Nach 200 recht meditativen Kilometern Trans Canadian Highway scheint die Frage erlaubt, wie die fraglos wunderschönen, aber auch recht natur- und landschaftlastigen zigtausend Kilometer sich wohl gestalten werden – Vielleicht ist Spotify tatsächlich eine gute Idee…!?

Mittagspause irgendwo auf halber Strecke, statt europäischen Schmuddelrastplatz gibts kanadischen… nennen wir es »Aneinanderreihung sämtlicher Fastfoodketten der Menschheit in trister Vorortmelancholie«. Tanken kriegen wir noch ganz gut hin, die Sache mit dem Essengehen bei »Wendys« erweist sich als schlimmer Fehler. Positiv erwähnen ließe sich die supernette Bedienung, aber das ist ja eh klar, wir sind ja in Kanada. Mit dem National-Food Putine braucht uns allerdings keineR mehr zu kommen…

Weiter gehts auf Highway 104, raus aus Nova Scottia, rein in den nächsten Staat, New Brunswick, der mit den wenigsten Seiten im Lonely Planet… Wichtigste Attraktion ist der Tidal Hub, bis zu 12 Metern Gezeitenunterschiede hat der Atlantik hier. Und den gucken wir uns nach rund 400 Kilometer in Moncton an.
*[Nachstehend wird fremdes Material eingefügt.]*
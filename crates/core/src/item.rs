//! Item type
//!
//! An [`Item`] is a JSON object with a reserved string `id` field. Stored
//! items are shared as `Arc<Item>` and never mutated; callers that want to
//! edit a record work on an owned clone and hand it back to the table.

use crate::error::{Error, Result};
use serde::de::Error as _;
use serde::{Deserialize, Deserializer, Serialize, Serializer};
use serde_json::{Map, Value};

/// Reserved field holding the item identifier
pub const ID_FIELD: &str = "id";

/// A record: field map plus the reserved `id`
///
/// The `id` always lives inside the field map so the serialized shape is
/// the plain object `{ "id": ..., ...fields }`.
#[derive(Debug, Clone, PartialEq)]
pub struct Item {
    fields: Map<String, Value>,
}

impl Item {
    /// Build an item from an id and its payload
    ///
    /// An `id` key inside `data` is overwritten by `id`.
    pub fn new(id: impl Into<String>, mut data: Map<String, Value>) -> Self {
        data.insert(ID_FIELD.to_string(), Value::String(id.into()));
        Item { fields: data }
    }

    /// Build an item from a map that already carries its `id`
    pub fn from_map(fields: Map<String, Value>) -> Result<Self> {
        match fields.get(ID_FIELD) {
            Some(Value::String(id)) if !id.is_empty() => Ok(Item { fields }),
            Some(other) => Err(Error::InvalidKey {
                reason: format!("item id must be a non-empty string, got {}", other),
            }),
            None => Err(Error::InvalidKey {
                reason: "item has no 'id' field".to_string(),
            }),
        }
    }

    /// The item identifier
    pub fn id(&self) -> &str {
        self.fields
            .get(ID_FIELD)
            .and_then(Value::as_str)
            .unwrap_or_default()
    }

    /// Value of a field (including `id`)
    pub fn get(&self, field: &str) -> Option<&Value> {
        self.fields.get(field)
    }

    /// Set a payload field, returning the previous value
    ///
    /// The `id` field cannot be reassigned this way.
    pub fn set(&mut self, field: impl Into<String>, value: Value) -> Result<Option<Value>> {
        let field = field.into();
        if field == ID_FIELD {
            return Err(Error::InvalidKey {
                reason: "the 'id' field cannot be reassigned".to_string(),
            });
        }
        Ok(self.fields.insert(field, value))
    }

    /// Remove a payload field; `id` is never removed
    pub fn remove(&mut self, field: &str) -> Option<Value> {
        if field == ID_FIELD {
            return None;
        }
        self.fields.remove(field)
    }

    /// Payload fields, excluding `id`
    pub fn fields(&self) -> impl Iterator<Item = (&String, &Value)> {
        self.fields.iter().filter(|(k, _)| k.as_str() != ID_FIELD)
    }

    /// Copy of the payload without `id`
    pub fn data(&self) -> Map<String, Value> {
        self.fields()
            .map(|(k, v)| (k.clone(), v.clone()))
            .collect()
    }

    /// Full field map including `id`
    pub fn as_map(&self) -> &Map<String, Value> {
        &self.fields
    }

    /// Consume into the full field map
    pub fn into_map(self) -> Map<String, Value> {
        self.fields
    }

    /// JSON object form of the item
    pub fn to_value(&self) -> Value {
        Value::Object(self.fields.clone())
    }

    /// Keep only the named payload fields (plus `id`)
    pub fn retain_fields(&mut self, keep: &[String]) {
        self.fields
            .retain(|k, _| k == ID_FIELD || keep.iter().any(|f| f == k));
    }
}

impl Serialize for Item {
    fn serialize<S: Serializer>(&self, serializer: S) -> std::result::Result<S::Ok, S::Error> {
        self.fields.serialize(serializer)
    }
}

impl<'de> Deserialize<'de> for Item {
    fn deserialize<D: Deserializer<'de>>(deserializer: D) -> std::result::Result<Self, D::Error> {
        let fields = Map::<String, Value>::deserialize(deserializer)?;
        Item::from_map(fields).map_err(D::Error::custom)
    }
}
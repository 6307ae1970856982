//! Many fire-and-forget writes, one durable flush

use crate::common::*;

#[test]
fn hundred_inserts_then_flush_persists_all() {
    let test_db = TestDb::people();
    let people = test_db.table("people");
    for i in 0..100 {
        people
            .insert_item(&format!("p{:03}", i), json!({"age": i}))
            .unwrap();
    }

    test_db.db.flush().unwrap();

    let payload = read_json(&test_db.current_path());
    let items = stored_items(&payload, "people");
    assert_eq!(items.len(), 100);
    assert_eq!(items[99]["id"], json!("p099"));
}

#[test]
fn handle_resolution_covers_earlier_writes() {
    let test_db = TestDb::new();
    let kv = test_db.kv("kv");
    kv.set("first", json!(1)).unwrap();
    let handle = test_db.db.save();
    kv.set("second", json!(2)).unwrap();

    handle.wait().unwrap();
    assert!(handle.is_done());

    let payload = read_json(&test_db.current_path());
    let keys = payload[2][0][1].as_array().unwrap();
    assert!(keys.contains(&json!("first")));
}

#[test]
fn dropping_database_drains_queue() {
    let mut test_db = TestDb::new();
    let notes = test_db.table("notes");
    for i in 0..20 {
        notes.insert_item(&format!("n{}", i), json!({})).unwrap();
    }

    // No flush: drop must finish the queued saves.
    test_db.close();

    let payload = read_json(&test_db.current_path());
    assert_eq!(stored_items(&payload, "notes").len(), 20);
}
Neben potentiellen Übernachtungsplätzen, die Overlander-App schlägt hier Parkplätze am Sportpark oder hinter dem Künstler-Café vor, so richtig cosy wollen die uns aber nicht vorkommen.

Also erstmal zurück zur Tidal Hub. Um 17:24 soll die Welle, mit der sich die Flut hier den Fluß hochschwuppt hier ankommen. Wir sind früh dran. Eine handvoll Schaulustiger hat sich schon eingefunden, wir sichern uns unseren Viewpoint-Platz in der ersten Reihe, und da rollt sie schon heran, 5 Minuten zu früh, Chèrie ist hochempört ob dieser Unpünklichkeit, und schon ist sie vorbeigeschwappt, die rotbraune Atlantik-Flut-Brühe… Zugegebenermaßen ein beeindruckendes Erlebnis von Naturschauspiel… dessen genaue geologischen und physikalischen Abläufe wir hier natürlich mühelos erläutern könnten, aber dafür gibt es ja auch noch Instagram und Wikipedia…

Genug von Moncton. Eine schöne Altstadt- und Kneipenecke soll’s hier noch geben, wir entscheiden und trotzdem für die Übernachtung für den Stellplatz im 20 Kilometer entfernten Hillsborough, dem sympathischen 1.348-Seelen-Dörfchen mit legalem Stellplatz für WoMo-Übernachtende – inklusive rund um die Uhr geöffneten WCs neben der Touri-Information, ein Luxus, den wir uns auf gar keinen Fall entgehen lassen!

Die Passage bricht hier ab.